Stripe's attention to detail seems to permeate everything they do - from their homepage graphics to clear documentation. It's difficult not to compare this to PayPal, whose recent, much-trumpeted "redesign" only amounted to updating the front-facing portions of the site. It remains to be seen whether Stripe can keep this up as they scale, but it seems as though they've developed a great internal company culture that should give them a good shot at it.
Cool feature, pretty basic requirement for this type of app.
I'd really like a Brands feature (sub-businesses). In real life I have 1 LLC that runs 4 different non-competing brands. I want the brand name to show up on the CC statement, not the LLC name, and I don't want to have to activate 4 different Stripe accounts.
This is a simple feature, seeing it alone. But is something very painfull and security flaw to have only one email to manage all your accounts and products. I feel this especially in Google Analytics.
And I have to say that stripe is a hell of a company. I would love that something like they existed in Brazil.
Has anyone here implement something like this before with Rails?
- Can you recommend any libraries/material I should check out on the subject? (It's called RBAC right?)
- I'm in the middle of developing my own SaaS app that will need this functionality. Should I launch my MVP without it and then add it later, or is it a lot easier to add something this technical before going into production?

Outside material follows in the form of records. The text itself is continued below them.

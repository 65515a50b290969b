use chrono::Utc;
use rusqlite::{params, Connection, OptionalExtension, Row};
use tracing::debug;

use super::{constraint_code, parse_column, LibraryStore, Result, StoreError};
use crate::model::{NewUser, User, UserUpdate};

const USER_COLUMNS: &str =
    "id, username, email, password_hash, role, avatar, permissions, created_at, updated_at";

fn user_from_row(row: &Row<'_>) -> rusqlite::Result<User> {
    // Accounts provisioned without a password carry an empty hash.
    let password_hash: Option<String> = row.get("password_hash")?;

    Ok(User {
        id: row.get("id")?,
        username: row.get("username")?,
        email: row.get("email")?,
        password_hash: password_hash.filter(|h| !h.is_empty()),
        role: parse_column(row, "role")?,
        avatar: row.get("avatar")?,
        permissions: row.get("permissions")?,
        created_at: row.get("created_at")?,
        updated_at: row.get("updated_at")?,
    })
}

fn get_user_by(conn: &Connection, column: &str, value: &dyn rusqlite::ToSql) -> rusqlite::Result<Option<User>> {
    conn.query_row(
        &format!("SELECT {USER_COLUMNS} FROM users WHERE {column} = ?1"),
        [value],
        user_from_row,
    )
    .optional()
}

fn map_conflict(e: rusqlite::Error) -> StoreError {
    match constraint_code(&e) {
        Some(_) => StoreError::UserConflict("Username or email already taken".to_string()),
        None => e.into(),
    }
}

impl LibraryStore {
    pub fn create_user(&self, user: NewUser) -> Result<User> {
        let conn = self.conn()?;
        let now = Utc::now();

        conn.execute(
            "INSERT INTO users (username, email, password_hash, role, avatar, permissions, created_at, updated_at)
             VALUES (?1, ?2, ?3, ?4, ?5, ?6, ?7, ?7)",
            params![
                user.username,
                user.email,
                user.password_hash,
                user.role.as_str(),
                user.avatar,
                user.permissions,
                now,
            ],
        )
        .map_err(map_conflict)?;

        let id = conn.last_insert_rowid();
        debug!(user_id = id, username = %user.username, role = %user.role, "Created user");

        get_user_by(&conn, "id", &id)?.ok_or(StoreError::Sqlite(rusqlite::Error::QueryReturnedNoRows))
    }

    pub fn get_user(&self, id: i64) -> Result<Option<User>> {
        let conn = self.conn()?;
        Ok(get_user_by(&conn, "id", &id)?)
    }

    pub fn get_user_by_username(&self, username: &str) -> Result<Option<User>> {
        let conn = self.conn()?;
        Ok(get_user_by(&conn, "username", &username)?)
    }

    pub fn get_user_by_email(&self, email: &str) -> Result<Option<User>> {
        let conn = self.conn()?;
        Ok(get_user_by(&conn, "email", &email)?)
    }

    /// All users, newest first.
    pub fn list_users(&self) -> Result<Vec<User>> {
        let conn = self.conn()?;
        let mut stmt = conn.prepare(&format!(
            "SELECT {USER_COLUMNS} FROM users ORDER BY created_at DESC, id DESC"
        ))?;
        let users = stmt
            .query_map([], user_from_row)?
            .collect::<rusqlite::Result<Vec<_>>>()?;
        Ok(users)
    }

    /// Apply profile changes. Returns `None` if the user does not exist.
    pub fn update_user(&self, id: i64, update: &UserUpdate) -> Result<Option<User>> {
        let conn = self.conn()?;

        let changed = conn
            .execute(
                "UPDATE users SET
                    username   = COALESCE(?1, username),
                    email      = COALESCE(?2, email),
                    role       = COALESCE(?3, role),
                    updated_at = ?4
                 WHERE id = ?5",
                params![
                    update.username,
                    update.email,
                    update.role.map(|r| r.as_str()),
                    Utc::now(),
                    id,
                ],
            )
            .map_err(map_conflict)?;

        if changed == 0 {
            return Ok(None);
        }

        Ok(get_user_by(&conn, "id", &id)?)
    }
}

It's predictable that every Stripe-related post will have non-Americans asking when Stripe is coming to their country.
Less common or nonexistent are the comments where someone posts a link to the beta Stripe clone they are building to launch in their country. Do it, at worst you'll be acquisition bait.
Most countries don't have the same facilities as the US for creating payment-related businesses (financing, engineers with expertise in the field, close to the backbone visa/mc/banks, bureaucracy). It's probably much easier for an established company to bully their way in, than for one to grow locally.

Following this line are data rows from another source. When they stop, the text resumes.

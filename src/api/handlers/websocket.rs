//! WebSocket handler for live notifications.

use std::sync::Arc;

use axum::{
    extract::{
        ws::{Message, WebSocket, WebSocketUpgrade},
        State,
    },
    response::IntoResponse,
};
use futures_util::{SinkExt, StreamExt};
use tokio::sync::broadcast::error::RecvError;

use crate::api::{ApiState, CurrentUser};
use crate::model::User;

/// WebSocket upgrade handler.
pub async fn handler(
    ws: WebSocketUpgrade,
    State(state): State<Arc<ApiState>>,
    CurrentUser(user): CurrentUser,
) -> impl IntoResponse {
    ws.on_upgrade(move |socket| handle_socket(socket, state, user))
}

/// Forward the user's notifications until either side goes away.
async fn handle_socket(socket: WebSocket, state: Arc<ApiState>, user: User) {
    let (mut sender, mut receiver) = socket.split();
    let mut notifications = state.notifier.subscribe();

    tracing::debug!(user_id = user.id, "WebSocket client connected");

    loop {
        tokio::select! {
            received = notifications.recv() => match received {
                Ok(notification) => {
                    if !notification.is_for(&user) {
                        continue;
                    }
                    let Ok(json) = serde_json::to_string(&notification) else {
                        continue;
                    };
                    if sender.send(Message::Text(json)).await.is_err() {
                        break;
                    }
                }
                Err(RecvError::Lagged(missed)) => {
                    tracing::warn!(user_id = user.id, missed, "WebSocket client lagging");
                }
                Err(RecvError::Closed) => break,
            },

            incoming = receiver.next() => match incoming {
                Some(Ok(Message::Close(_))) | None => {
                    tracing::debug!(user_id = user.id, "WebSocket client disconnected");
                    break;
                }
                Some(Err(e)) => {
                    tracing::warn!("WebSocket error: {}", e);
                    break;
                }
                Some(Ok(_)) => {}
            },
        }
    }
}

That said, there are no excuses for trying, and there are exceptions; I sure hope they succeed. I'd love to work in an area as disruptive as this.
This was more of a technical challenge, whereas, implementing international payments is beyond just technical and likely includes many legal hurdles and navigating many different policies. It has to be extremely difficult, otherwise, Stripe would have done it already.

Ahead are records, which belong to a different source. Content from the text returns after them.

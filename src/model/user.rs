//! User accounts.

use std::fmt;
use std::str::FromStr;

use chrono::{DateTime, Utc};
use serde::{Deserialize, Serialize};

#[derive(Debug, Clone, Copy, PartialEq, Eq, Hash, Serialize, Deserialize)]
#[serde(rename_all = "lowercase")]
pub enum Role {
    Admin,
    User,
}

impl Default for Role {
    fn default() -> Self {
        Self::User
    }
}

impl Role {
    pub fn as_str(&self) -> &'static str {
        match self {
            Role::Admin => "admin",
            Role::User => "user",
        }
    }
}

impl fmt::Display for Role {
    fn fmt(&self, f: &mut fmt::Formatter<'_>) -> fmt::Result {
        f.write_str(self.as_str())
    }
}

impl FromStr for Role {
    type Err = String;

    fn from_str(s: &str) -> Result<Self, Self::Err> {
        match s {
            "admin" => Ok(Role::Admin),
            "user" => Ok(Role::User),
            other => Err(format!("Invalid role: {}", other)),
        }
    }
}

/// A user account. The password hash never leaves the process.
#[derive(Debug, Clone, PartialEq, Serialize)]
pub struct User {
    pub id: i64,
    pub username: String,
    pub email: String,

    #[serde(skip_serializing)]
    pub password_hash: Option<String>,

    pub role: Role,
    pub avatar: Option<String>,
    pub permissions: Option<String>,
    pub created_at: DateTime<Utc>,
    pub updated_at: DateTime<Utc>,
}

impl User {
    pub fn is_admin(&self) -> bool {
        self.role == Role::Admin
    }

    /// Owners and admins may read or delete a user's records.
    pub fn can_access(&self, owner_id: i64) -> bool {
        self.is_admin() || self.id == owner_id
    }
}

/// Fields for inserting a user.
#[derive(Debug, Clone, Default)]
pub struct NewUser {
    pub username: String,
    pub email: String,
    pub password_hash: Option<String>,
    pub role: Role,
    pub avatar: Option<String>,
    pub permissions: Option<String>,
}

/// Profile changes an admin may make.
#[derive(Debug, Clone, Default, PartialEq)]
pub struct UserUpdate {
    pub username: Option<String>,
    pub email: Option<String>,
    pub role: Option<Role>,
}

impl UserUpdate {
    pub fn is_empty(&self) -> bool {
        self.username.is_none() && self.email.is_none() && self.role.is_none()
    }
}

#[cfg(test)]
mod tests {
    use super::*;

    #[test]
    fn test_password_hash_not_serialized() {
        let now = Utc::now();
        let user = User {
            id: 1,
            username: "reader".into(),
            email: "reader@example.com".into(),
            password_hash: Some("$argon2id$secret".into()),
            role: Role::User,
            avatar: None,
            permissions: None,
            created_at: now,
            updated_at: now,
        };

        let json = serde_json::to_string(&user).unwrap();
        assert!(!json.contains("argon2"));
        assert!(json.contains("\"role\":\"user\""));
        assert!(user.can_access(1));
        assert!(!user.can_access(2));
    }
}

The Stripe CEO was in Nairobi two days ago for a meetup at one of the startup incubators. This was the one question every dev had on their mind - the short answer, at least for those of us in Africa - is "don't hold your breath". I have to agree with runako on this one.
TL;DR The international interbank system was designed to move large lumps of money rather than a high speed trickle of micropayments. Additionally, fraud, already a big problem with online payments, is compounded by cross-border activity.
This is sort of a tangent, but why don't more people use Amazon FPS. I know it requires that the customer have an Amazon account (which many customers do have), but it is supported in many countries. You can at least have it has one of the payment options.
I'm really surprised they didn't think of and implement that as part of this change.